YOUR OBJECTIVE: Give the data again exactly as it is written.

━━━ EXTRACTED DATA

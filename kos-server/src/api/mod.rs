//! HTTP API
//!
//! Every route lives under `/api` and answers with the [`ApiResponse`]
//! envelope. Each resource module exposes `router(&AppState)`, layering
//! `require_auth` / `require_admin` on its protected groups.

pub mod admin;
pub mod auth;
pub mod bookings;
pub mod content;
pub mod health;
pub mod payments;
pub mod profile;
pub mod rooms;
pub mod ws;

use axum::extract::DefaultBodyLimit;
use axum::{Json, Router, middleware};
use http::{HeaderName, HeaderValue, Method};
use shared::error::{ApiResponse, AppError};
use tower_http::compression::CompressionLayer;
use tower_http::cors::{AllowOrigin, Any, CorsLayer};
use tower_http::request_id::{MakeRequestId, PropagateRequestIdLayer, RequestId, SetRequestIdLayer};
use tower_http::services::ServeDir;
use tower_http::trace::TraceLayer;
use uuid::Uuid;

use crate::auth::{require_admin, require_auth};
use crate::state::AppState;

/// Largest accepted request body (multipart uploads included)
pub const MAX_BODY_BYTES: usize = 10 * 1024 * 1024;

const REQUEST_ID_HEADER: &str = "x-request-id";

pub type ApiResult<T> = Result<Json<ApiResponse<T>>, AppError>;

/// Wrap data in a success envelope
pub fn ok<T>(data: T) -> ApiResult<T> {
    Ok(Json(ApiResponse::success(data)))
}

pub fn ok_with_message<T>(message: impl Into<String>, data: T) -> ApiResult<T> {
    Ok(Json(ApiResponse::success_with_message(message, data)))
}

#[derive(Clone)]
struct XRequestId;

impl MakeRequestId for XRequestId {
    fn make_request_id<B>(&mut self, _request: &http::Request<B>) -> Option<RequestId> {
        HeaderValue::from_str(&Uuid::new_v4().to_string())
            .ok()
            .map(RequestId::new)
    }
}

/// Routes that require a logged-in user
pub(crate) fn authed(state: &AppState, router: Router<AppState>) -> Router<AppState> {
    router.layer(middleware::from_fn_with_state(state.clone(), require_auth))
}

/// Routes that require the admin role
pub(crate) fn admin_only(state: &AppState, router: Router<AppState>) -> Router<AppState> {
    router
        .layer(middleware::from_fn(require_admin))
        .layer(middleware::from_fn_with_state(state.clone(), require_auth))
}

/// All `/api` routes, without global middleware
pub fn build_router(state: &AppState) -> Router<AppState> {
    let api = Router::new()
        .merge(health::router())
        .merge(auth::router(state))
        .merge(rooms::router(state))
        .merge(bookings::router(state))
        .merge(payments::router(state))
        .merge(profile::router(state))
        .merge(content::router(state))
        .merge(admin::router(state))
        .merge(ws::router());

    Router::new().nest("/api", api)
}

fn cors_layer(state: &AppState) -> CorsLayer {
    let origins: Vec<HeaderValue> = state
        .config
        .allowed_origins
        .iter()
        .filter_map(|o| HeaderValue::from_str(o).ok())
        .collect();

    let layer = CorsLayer::new()
        .allow_methods([Method::GET, Method::POST, Method::PUT, Method::DELETE, Method::OPTIONS])
        .allow_headers([http::header::AUTHORIZATION, http::header::CONTENT_TYPE]);
    if origins.is_empty() {
        layer.allow_origin(Any)
    } else {
        layer.allow_origin(AllowOrigin::list(origins))
    }
}

/// Fully configured application: routes, static uploads and middleware
pub fn build_app(state: AppState) -> Router {
    let request_id = HeaderName::from_static(REQUEST_ID_HEADER);

    build_router(&state)
        .nest_service("/uploads", ServeDir::new(state.uploads.dir()))
        .layer(DefaultBodyLimit::max(MAX_BODY_BYTES))
        .layer(cors_layer(&state))
        .layer(CompressionLayer::new())
        .layer(TraceLayer::new_for_http())
        .layer(PropagateRequestIdLayer::new(request_id.clone()))
        .layer(SetRequestIdLayer::new(request_id, XRequestId))
        .with_state(state)
}
mod common;

use common::TestApp;
use kos_server::scheduler::{LeaseRun, ReminderRun, Scheduler, run_lease_jobs, run_reminder_jobs};
use shared::models::BookingCreate;
use shared::util::today;

#[tokio::test]
async fn test_jobs_on_empty_database() {
    let app = TestApp::new().await;
    assert_eq!(run_lease_jobs(&app.state).await.unwrap(), LeaseRun::default());
    assert_eq!(run_reminder_jobs(&app.state).await.unwrap(), ReminderRun::default());
}

#[tokio::test]
async fn test_fresh_pending_booking_survives_lease_jobs() {
    let app = TestApp::new().await;
    let tenant = app.tenant("budi").await;
    let room_id = app.create_room("A1", 1_000_000.0).await;
    let start = today().succ_opt().unwrap();
    kos_server::services::booking::create_booking(
        app.pool(),
        &tenant,
        &BookingCreate {
            room_id,
            start_date: start.to_string(),
            duration_months: 1,
            notes: None,
        },
        today(),
    )
    .await
    .unwrap();

    let run = run_lease_jobs(&app.state).await.unwrap();
    assert_eq!(run.expired, 0);
}

#[tokio::test]
async fn test_scheduler_starts_and_stops() {
    let app = TestApp::new().await;
    let scheduler = Scheduler::start(app.state.clone());
    tokio::task::yield_now().await;
    scheduler.shutdown().await;
}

━━━━━━

YOUR SOLUTION:
filename kos-server/src/api/mod.rs
//! HTTP API
//!
//! Every route lives under `/api` and answers with the [`ApiResponse`]
//! envelope. Each resource module exposes `router(&AppState)`, layering
//! `require_auth` / `require_admin` on its protected groups.

pub mod admin;
pub mod auth;
pub mod bookings;
pub mod content;
pub mod health;
pub mod payments;
pub mod profile;
pub mod rooms;
pub mod ws;

use axum::extract::DefaultBodyLimit;
use axum::{Json, Router, middleware};
use http::{HeaderName, HeaderValue, Method};
use shared::error::{ApiResponse, AppError};
use tower_http::compression::CompressionLayer;
use tower_http::cors::{AllowOrigin, Any, CorsLayer};
use tower_http::request_id::{MakeRequestId, PropagateRequestIdLayer, RequestId, SetRequestIdLayer};
use tower_http::services::ServeDir;
use tower_http::trace::TraceLayer;
use uuid::Uuid;

use crate::auth::{require_admin, require_auth};
use crate::state::AppState;

/// Largest accepted request body (multipart uploads included)
pub const MAX_BODY_BYTES: usize = 10 * 1024 * 1024;

const REQUEST_ID_HEADER: &str = "x-request-id";

pub type ApiResult<T> = Result<Json<ApiResponse<T>>, AppError>;

/// Wrap data in a success envelope
pub fn ok<T>(data: T) -> ApiResult<T> {
    Ok(Json(ApiResponse::success(data)))
}

pub fn ok_with_message<T>(message: impl Into<String>, data: T) -> ApiResult<T> {
    Ok(Json(ApiResponse::success_with_message(message, data)))
}

#[derive(Clone)]
struct XRequestId;

impl MakeRequestId for XRequestId {
    fn make_request_id<B>(&mut self, _request: &http::Request<B>) -> Option<RequestId> {
        HeaderValue::from_str(&Uuid::new_v4().to_string())
            .ok()
            .map(RequestId::new)
    }
}

/// Routes that require a logged-in user
pub(crate) fn authed(state: &AppState, router: Router<AppState>) -> Router<AppState> {
    router.layer(middleware::from_fn_with_state(state.clone(), require_auth))
}

/// Routes that require the admin role
pub(crate) fn admin_only(state: &AppState, router: Router<AppState>) -> Router<AppState> {
    router
        .layer(middleware::from_fn(require_admin))
        .layer(middleware::from_fn_with_state(state.clone(), require_auth))
}

/// All `/api` routes, without global middleware
pub fn build_router(state: &AppState) -> Router<AppState> {
    let api = Router::new()
        .merge(health::router())
        .merge(auth::router(state))
        .merge(rooms::router(state))
        .merge(bookings::router(state))
        .merge(payments::router(state))
        .merge(profile::router(state))
        .merge(content::router(state))
        .merge(admin::router(state))
        .merge(ws::router());

    Router::new().nest("/api", api)
}

fn cors_layer(state: &AppState) -> CorsLayer {
    let origins: Vec<HeaderValue> = state
        .config
        .allowed_origins
        .iter()
        .filter_map(|o| HeaderValue::from_str(o).ok())
        .collect();

    let layer = CorsLayer::new()
        .allow_methods([Method::GET, Method::POST, Method::PUT, Method::DELETE, Method::OPTIONS])
        .allow_headers([http::header::AUTHORIZATION, http::header::CONTENT_TYPE]);
    if origins.is_empty() {
        layer.allow_origin(Any)
    } else {
        layer.allow_origin(AllowOrigin::list(origins))
    }
}

/// Fully configured application: routes, static uploads and middleware
pub fn build_app(state: AppState) -> Router {
    let request_id = HeaderName::from_static(REQUEST_ID_HEADER);

    build_router(&state)
        .nest_service("/uploads", ServeDir::new(state.uploads.dir()))
        .layer(DefaultBodyLimit::max(MAX_BODY_BYTES))
        .layer(cors_layer(&state))
        .layer(CompressionLayer::new())
        .layer(TraceLayer::new_for_http())
        .layer(PropagateRequestIdLayer::new(request_id.clone()))
        .layer(SetRequestIdLayer::new(request_id, XRequestId))
        .with_state(state)
}
mod common;

use common::TestApp;
use kos_server::scheduler::{LeaseRun, ReminderRun, Scheduler, run_lease_jobs, run_reminder_jobs};
use shared::models::BookingCreate;
use shared::util::today;

#[tokio::test]
async fn test_jobs_on_empty_database() {
    let app = TestApp::new().await;
    assert_eq!(run_lease_jobs(&app.state).await.unwrap(), LeaseRun::default());
    assert_eq!(run_reminder_jobs(&app.state).await.unwrap(), ReminderRun::default());
}

#[tokio::test]
async fn test_fresh_pending_booking_survives_lease_jobs() {
    let app = TestApp::new().await;
    let tenant = app.tenant("budi").await;
    let room_id = app.create_room("A1", 1_000_000.0).await;
    let start = today().succ_opt().unwrap();
    kos_server::services::booking::create_booking(
        app.pool(),
        &tenant,
        &BookingCreate {
            room_id,
            start_date: start.to_string(),
            duration_months: 1,
            notes: None,
        },
        today(),
    )
    .await
    .unwrap();

    let run = run_lease_jobs(&app.state).await.unwrap();
    assert_eq!(run.expired, 0);
}

#[tokio::test]
async fn test_scheduler_starts_and_stops() {
    let app = TestApp::new().await;
    let scheduler = Scheduler::start(app.state.clone());
    tokio::task::yield_now().await;
    scheduler.shutdown().await;
}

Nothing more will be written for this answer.